## Exercise requirements
Each entry must be restated exactly as it appears.

-- Material provided follows --

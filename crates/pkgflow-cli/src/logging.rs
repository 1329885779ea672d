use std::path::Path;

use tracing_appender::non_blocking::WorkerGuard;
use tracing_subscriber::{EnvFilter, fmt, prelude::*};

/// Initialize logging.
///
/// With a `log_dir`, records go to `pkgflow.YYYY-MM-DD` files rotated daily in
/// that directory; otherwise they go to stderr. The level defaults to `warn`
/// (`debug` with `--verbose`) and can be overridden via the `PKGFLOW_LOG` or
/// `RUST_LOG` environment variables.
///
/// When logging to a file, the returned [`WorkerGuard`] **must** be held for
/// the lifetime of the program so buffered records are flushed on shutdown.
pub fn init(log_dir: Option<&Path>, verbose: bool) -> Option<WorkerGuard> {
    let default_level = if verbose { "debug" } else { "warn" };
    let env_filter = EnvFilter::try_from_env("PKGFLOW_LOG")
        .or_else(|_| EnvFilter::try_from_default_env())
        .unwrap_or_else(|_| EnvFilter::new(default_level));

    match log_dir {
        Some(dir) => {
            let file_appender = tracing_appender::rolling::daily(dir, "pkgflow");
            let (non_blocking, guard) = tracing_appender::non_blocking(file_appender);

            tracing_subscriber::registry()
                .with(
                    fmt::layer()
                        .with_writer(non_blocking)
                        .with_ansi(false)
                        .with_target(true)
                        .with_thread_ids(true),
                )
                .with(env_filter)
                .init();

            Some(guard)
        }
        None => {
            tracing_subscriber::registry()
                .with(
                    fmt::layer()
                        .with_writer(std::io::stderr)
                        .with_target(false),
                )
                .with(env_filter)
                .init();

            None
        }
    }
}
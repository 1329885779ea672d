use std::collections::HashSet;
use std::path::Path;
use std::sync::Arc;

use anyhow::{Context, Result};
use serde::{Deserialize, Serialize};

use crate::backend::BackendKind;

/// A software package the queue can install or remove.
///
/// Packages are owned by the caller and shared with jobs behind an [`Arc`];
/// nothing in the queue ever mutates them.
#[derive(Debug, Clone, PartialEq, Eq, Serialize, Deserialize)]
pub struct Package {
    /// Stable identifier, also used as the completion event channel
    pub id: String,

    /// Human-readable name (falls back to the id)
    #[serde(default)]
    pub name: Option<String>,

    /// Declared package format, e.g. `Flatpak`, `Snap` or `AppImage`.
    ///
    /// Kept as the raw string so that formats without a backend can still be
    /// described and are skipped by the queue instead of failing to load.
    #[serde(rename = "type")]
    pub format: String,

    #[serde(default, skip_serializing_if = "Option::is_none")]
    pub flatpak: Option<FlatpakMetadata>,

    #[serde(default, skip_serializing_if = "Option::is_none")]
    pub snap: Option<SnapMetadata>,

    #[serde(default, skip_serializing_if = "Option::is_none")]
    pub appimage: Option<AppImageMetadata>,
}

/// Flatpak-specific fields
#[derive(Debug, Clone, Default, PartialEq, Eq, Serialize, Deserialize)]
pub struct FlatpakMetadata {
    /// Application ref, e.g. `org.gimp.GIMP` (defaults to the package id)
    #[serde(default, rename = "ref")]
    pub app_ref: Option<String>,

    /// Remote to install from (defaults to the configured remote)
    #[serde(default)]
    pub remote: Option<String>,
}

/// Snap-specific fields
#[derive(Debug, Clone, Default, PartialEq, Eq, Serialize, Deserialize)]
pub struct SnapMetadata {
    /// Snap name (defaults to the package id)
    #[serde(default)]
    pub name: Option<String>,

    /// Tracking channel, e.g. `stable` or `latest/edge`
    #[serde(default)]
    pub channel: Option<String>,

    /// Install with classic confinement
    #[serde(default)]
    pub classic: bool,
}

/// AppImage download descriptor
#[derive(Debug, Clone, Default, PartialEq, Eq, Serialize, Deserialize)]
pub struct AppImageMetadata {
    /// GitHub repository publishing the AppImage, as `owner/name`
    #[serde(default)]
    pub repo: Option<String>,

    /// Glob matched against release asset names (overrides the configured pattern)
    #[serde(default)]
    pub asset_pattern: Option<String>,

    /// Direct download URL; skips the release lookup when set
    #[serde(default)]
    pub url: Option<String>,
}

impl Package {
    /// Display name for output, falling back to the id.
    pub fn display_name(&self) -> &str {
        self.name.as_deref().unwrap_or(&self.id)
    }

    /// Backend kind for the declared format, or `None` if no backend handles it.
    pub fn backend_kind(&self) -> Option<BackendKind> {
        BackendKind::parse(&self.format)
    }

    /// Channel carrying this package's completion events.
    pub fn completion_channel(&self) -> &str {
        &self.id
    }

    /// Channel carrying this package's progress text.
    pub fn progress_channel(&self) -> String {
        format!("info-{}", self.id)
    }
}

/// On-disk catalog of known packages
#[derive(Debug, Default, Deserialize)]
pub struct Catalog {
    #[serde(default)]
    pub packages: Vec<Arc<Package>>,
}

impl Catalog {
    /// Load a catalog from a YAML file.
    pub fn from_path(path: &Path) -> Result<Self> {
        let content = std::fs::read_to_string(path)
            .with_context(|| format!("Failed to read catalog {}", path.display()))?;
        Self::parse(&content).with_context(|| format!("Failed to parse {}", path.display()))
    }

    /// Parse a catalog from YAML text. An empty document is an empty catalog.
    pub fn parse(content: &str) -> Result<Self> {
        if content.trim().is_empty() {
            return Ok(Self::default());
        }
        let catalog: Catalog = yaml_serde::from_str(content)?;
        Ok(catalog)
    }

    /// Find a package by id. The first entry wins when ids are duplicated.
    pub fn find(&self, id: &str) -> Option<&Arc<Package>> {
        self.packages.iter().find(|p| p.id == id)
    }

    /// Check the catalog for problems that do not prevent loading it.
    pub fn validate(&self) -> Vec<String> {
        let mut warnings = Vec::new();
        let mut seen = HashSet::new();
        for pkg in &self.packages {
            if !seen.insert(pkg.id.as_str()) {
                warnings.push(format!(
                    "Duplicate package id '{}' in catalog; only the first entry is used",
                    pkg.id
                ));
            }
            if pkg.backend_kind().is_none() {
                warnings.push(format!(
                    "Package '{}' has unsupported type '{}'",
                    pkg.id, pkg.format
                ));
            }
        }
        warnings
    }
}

-- Material provided concluded --

## The answer
filename crates/pkgflow-cli/src/logging.rs
repository 1329885779ea672d
use std::path::Path;

use tracing_appender::non_blocking::WorkerGuard;
use tracing_subscriber::{EnvFilter, fmt, prelude::*};

/// Initialize logging.
///
/// With a `log_dir`, records go to `pkgflow.YYYY-MM-DD` files rotated daily in
/// that directory; otherwise they go to stderr. The level defaults to `warn`
/// (`debug` with `--verbose`) and can be overridden via the `PKGFLOW_LOG` or
/// `RUST_LOG` environment variables.
///
/// When logging to a file, the returned [`WorkerGuard`] **must** be held for
/// the lifetime of the program so buffered records are flushed on shutdown.
pub fn init(log_dir: Option<&Path>, verbose: bool) -> Option<WorkerGuard> {
    let default_level = if verbose { "debug" } else { "warn" };
    let env_filter = EnvFilter::try_from_env("PKGFLOW_LOG")
        .or_else(|_| EnvFilter::try_from_default_env())
        .unwrap_or_else(|_| EnvFilter::new(default_level));

    match log_dir {
        Some(dir) => {
            let file_appender = tracing_appender::rolling::daily(dir, "pkgflow");
            let (non_blocking, guard) = tracing_appender::non_blocking(file_appender);

            tracing_subscriber::registry()
                .with(
                    fmt::layer()
                        .with_writer(non_blocking)
                        .with_ansi(false)
                        .with_target(true)
                        .with_thread_ids(true),
                )
                .with(env_filter)
                .init();

            Some(guard)
        }
        None => {
            tracing_subscriber::registry()
                .with(
                    fmt::layer()
                        .with_writer(std::io::stderr)
                        .with_target(false),
                )
                .with(env_filter)
                .init();

            None
        }
    }
}
repository 1329885779ea672d
use std::collections::HashSet;
use std::path::Path;
use std::sync::Arc;

use anyhow::{Context, Result};
use serde::{Deserialize, Serialize};

use crate::backend::BackendKind;

/// A software package the queue can install or remove.
///
/// Packages are owned by the caller and shared with jobs behind an [`Arc`];
/// nothing in the queue ever mutates them.
#[derive(Debug, Clone, PartialEq, Eq, Serialize, Deserialize)]
pub struct Package {
    /// Stable identifier, also used as the completion event channel
    pub id: String,

    /// Human-readable name (falls back to the id)
    #[serde(default)]
    pub name: Option<String>,

    /// Declared package format, e.g. `Flatpak`, `Snap` or `AppImage`.
    ///
    /// Kept as the raw string so that formats without a backend can still be
    /// described and are skipped by the queue instead of failing to load.
    #[serde(rename = "type")]
    pub format: String,

    #[serde(default, skip_serializing_if = "Option::is_none")]
    pub flatpak: Option<FlatpakMetadata>,

    #[serde(default, skip_serializing_if = "Option::is_none")]
    pub snap: Option<SnapMetadata>,

    #[serde(default, skip_serializing_if = "Option::is_none")]
    pub appimage: Option<AppImageMetadata>,
}

/// Flatpak-specific fields
#[derive(Debug, Clone, Default, PartialEq, Eq, Serialize, Deserialize)]
pub struct FlatpakMetadata {
    /// Application ref, e.g. `org.gimp.GIMP` (defaults to the package id)
    #[serde(default, rename = "ref")]
    pub app_ref: Option<String>,

    /// Remote to install from (defaults to the configured remote)
    #[serde(default)]
    pub remote: Option<String>,
}

/// Snap-specific fields
#[derive(Debug, Clone, Default, PartialEq, Eq, Serialize, Deserialize)]
pub struct SnapMetadata {
    /// Snap name (defaults to the package id)
    #[serde(default)]
    pub name: Option<String>,

    /// Tracking channel, e.g. `stable` or `latest/edge`
    #[serde(default)]
    pub channel: Option<String>,

    /// Install with classic confinement
    #[serde(default)]
    pub classic: bool,
}

/// AppImage download descriptor
#[derive(Debug, Clone, Default, PartialEq, Eq, Serialize, Deserialize)]
pub struct AppImageMetadata {
    /// GitHub repository publishing the AppImage, as `owner/name`
    #[serde(default)]
    pub repo: Option<String>,

    /// Glob matched against release asset names (overrides the configured pattern)
    #[serde(default)]
    pub asset_pattern: Option<String>,

    /// Direct download URL; skips the release lookup when set
    #[serde(default)]
    pub url: Option<String>,
}

impl Package {
    /// Display name for output, falling back to the id.
    pub fn display_name(&self) -> &str {
        self.name.as_deref().unwrap_or(&self.id)
    }

    /// Backend kind for the declared format, or `None` if no backend handles it.
    pub fn backend_kind(&self) -> Option<BackendKind> {
        BackendKind::parse(&self.format)
    }

    /// Channel carrying this package's completion events.
    pub fn completion_channel(&self) -> &str {
        &self.id
    }

    /// Channel carrying this package's progress text.
    pub fn progress_channel(&self) -> String {
        format!("info-{}", self.id)
    }
}

/// On-disk catalog of known packages
#[derive(Debug, Default, Deserialize)]
pub struct Catalog {
    #[serde(default)]
    pub packages: Vec<Arc<Package>>,
}

impl Catalog {
    /// Load a catalog from a YAML file.
    pub fn from_path(path: &Path) -> Result<Self> {
        let content = std::fs::read_to_string(path)
            .with_context(|| format!("Failed to read catalog {}", path.display()))?;
        Self::parse(&content).with_context(|| format!("Failed to parse {}", path.display()))
    }

    /// Parse a catalog from YAML text. An empty document is an empty catalog.
    pub fn parse(content: &str) -> Result<Self> {
        if content.trim().is_empty() {
            return Ok(Self::default());
        }
        let catalog: Catalog = yaml_serde::from_str(content)?;
        Ok(catalog)
    }

    /// Find a package by id. The first entry wins when ids are duplicated.
    pub fn find(&self, id: &str) -> Option<&Arc<Package>> {
        self.packages.iter().find(|p| p.id == id)
    }

    /// Check the catalog for problems that do not prevent loading it.
    pub fn validate(&self) -> Vec<String> {
        let mut warnings = Vec::new();
        let mut seen = HashSet::new();
        for pkg in &self.packages {
            if !seen.insert(pkg.id.as_str()) {
                warnings.push(format!(
                    "Duplicate package id '{}' in catalog; only the first entry is used",
                    pkg.id
                ));
            }
            if pkg.backend_kind().is_none() {
                warnings.push(format!(
                    "Package '{}' has unsupported type '{}'",
                    pkg.id, pkg.format
                ));
            }
        }
        warnings
    }
}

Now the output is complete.